Letztes Update am Fr, 15.03.2019 12:52

APAOnlineticker / Tiroler Tageszeitung Onlineausgabe


Conte bestätigt: „Italien wird Abkommen mit China unterzeichnen“



Rom (APA) - Der italienische Ministerpräsident Giuseppe Conte hat am Freitag bestätigt, dass Italien ein Rahmenabkommen mit China zur Förderung des „Belt and Road“ (BRI) Projekts unterzeichnen wird, bei dem es um milliardenschwere Investitionen in Wirtschaftskorridore unter anderem zwischen China und Europa geht. Das Abkommen soll nächste Woche in Rom unterzeichnet werden.

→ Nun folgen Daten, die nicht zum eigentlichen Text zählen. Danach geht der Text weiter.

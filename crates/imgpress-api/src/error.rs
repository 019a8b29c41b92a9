//! HTTP error response conversion
//!
//! Wraps `AppError` so it can implement `IntoResponse` (orphan rules: both
//! the trait and the error type live in other crates). Every internal failure
//! is logged server-side at its declared level and mapped to a client-safe
//! JSON body; stack traces, paths, and decoder detail never leave the server.

use axum::{
    http::StatusCode,
    response::{IntoResponse, Response},
    Json,
};
use imgpress_core::{AppError, ErrorMetadata, LogLevel};
use imgpress_processing::ProcessingError;
use imgpress_storage::StorageError;
use serde::Serialize;

/// Failure body: `{ "success": false, "message": "..." }`
#[derive(Debug, Serialize)]
pub struct FailureResponse {
    pub success: bool,
    pub message: String,
}

/// Wrapper type for AppError to implement IntoResponse
#[derive(Debug)]
pub struct HttpError(pub AppError);

impl From<AppError> for HttpError {
    fn from(err: AppError) -> Self {
        HttpError(err)
    }
}

impl From<ProcessingError> for HttpError {
    fn from(err: ProcessingError) -> Self {
        let app = match err {
            ProcessingError::Storage(e) => AppError::Storage(e.to_string()),
            other => AppError::Processing(other.to_string()),
        };
        HttpError(app)
    }
}

impl From<StorageError> for HttpError {
    fn from(err: StorageError) -> Self {
        let app = match err {
            StorageError::NotFound(key) => AppError::NotFound(format!("File not found: {key}")),
            StorageError::InvalidKey(msg) => AppError::InvalidInput(msg),
            other => AppError::Storage(other.to_string()),
        };
        HttpError(app)
    }
}

fn log_error(error: &AppError) {
    let code = error.error_code();
    match error.log_level() {
        LogLevel::Debug => {
            tracing::debug!(error = %error, code = code, "Request failed");
        }
        LogLevel::Warn => {
            tracing::warn!(error = %error, code = code, "Request failed");
        }
        LogLevel::Error => {
            tracing::error!(error = %error, code = code, "Request failed");
        }
    }
}

impl IntoResponse for HttpError {
    fn into_response(self) -> Response {
        let app_error = &self.0;

        let status = StatusCode::from_u16(app_error.http_status_code())
            .unwrap_or(StatusCode::INTERNAL_SERVER_ERROR);

        // Full detail goes to the log; the body carries the client message only.
        log_error(app_error);

        let body = Json(FailureResponse {
            success: false,
            message: app_error.client_message(),
        });

        (status, body).into_response()
    }
}

#[cfg(test)]
mod tests {
    use super::*;

    #[test]
    fn test_from_storage_error_not_found() {
        let HttpError(app) = StorageError::NotFound("a.webp".to_string()).into();
        assert!(matches!(app, AppError::NotFound(_)));
        assert_eq!(app.http_status_code(), 404);
    }

    #[test]
    fn test_from_storage_error_invalid_key() {
        let HttpError(app) = StorageError::InvalidKey("bad key".to_string()).into();
        assert!(matches!(app, AppError::InvalidInput(_)));
        assert_eq!(app.http_status_code(), 400);
    }

    #[test]
    fn test_processing_errors_map_to_500_with_generic_message() {
        let HttpError(app) = ProcessingError::InvalidImage("truncated jpeg".to_string()).into();
        assert_eq!(app.http_status_code(), 500);
        assert_eq!(app.client_message(), "Image upload failed");
    }

    #[test]
    fn test_processing_storage_error_keeps_storage_code() {
        let inner = StorageError::UploadFailed("disk full".to_string());
        let HttpError(app) = ProcessingError::Storage(inner).into();
        assert_eq!(app.error_code(), "STORAGE_ERROR");
        assert_eq!(app.http_status_code(), 500);
    }
}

„Das Memorandum ist ein nicht verbindliches Rahmenabkommen, kein internationales Abkommen und kann daher geändert werden“, argumentiert Conte. Eine Reihe von Staaten der Europäischen Union haben mit China Memoranden zum Großprojekt unterzeichnet, darunter Kroatien, die Tschechische Republik, Ungarn, Griechenland, Malta, Polen und Portugal. Wenn Italien unterschreibt, wäre dies das erste Mitglied der G-7.

„Von den 13 Ländern, die das Memorandum mit China unterzeichnet haben, ist Italien das einzige, das das Thema des Respekts europäischer Prinzipien und Regeln in den Vordergrund stellt“, argumentierte Conte.

Innenminister Matteo Salvini ist der Ansicht, dass das Handelsabkommens zwischen Italien und China in einigen Teilen geändert werden sollte, wenn damit Gefahren für die nationale Sicherheit verbunden wären. „Sollte auch nur der leisester Verdacht bestehen, dass bestimmte Unternehmensakquisitionen Italiens nationale Sicherheit gefährden, würde ich mich dagegen wehren“, so Salvini.

Das Handelsabkommen, das am 22. März in Rom im Rahmen der umstrittenen chinesischen Initiative für eine „Neue Seidenstraße“ unterzeichnet werden soll, sei nicht „Gottes Wort“ und könne geändert, oder verbessert werden, argumentierte Salvini.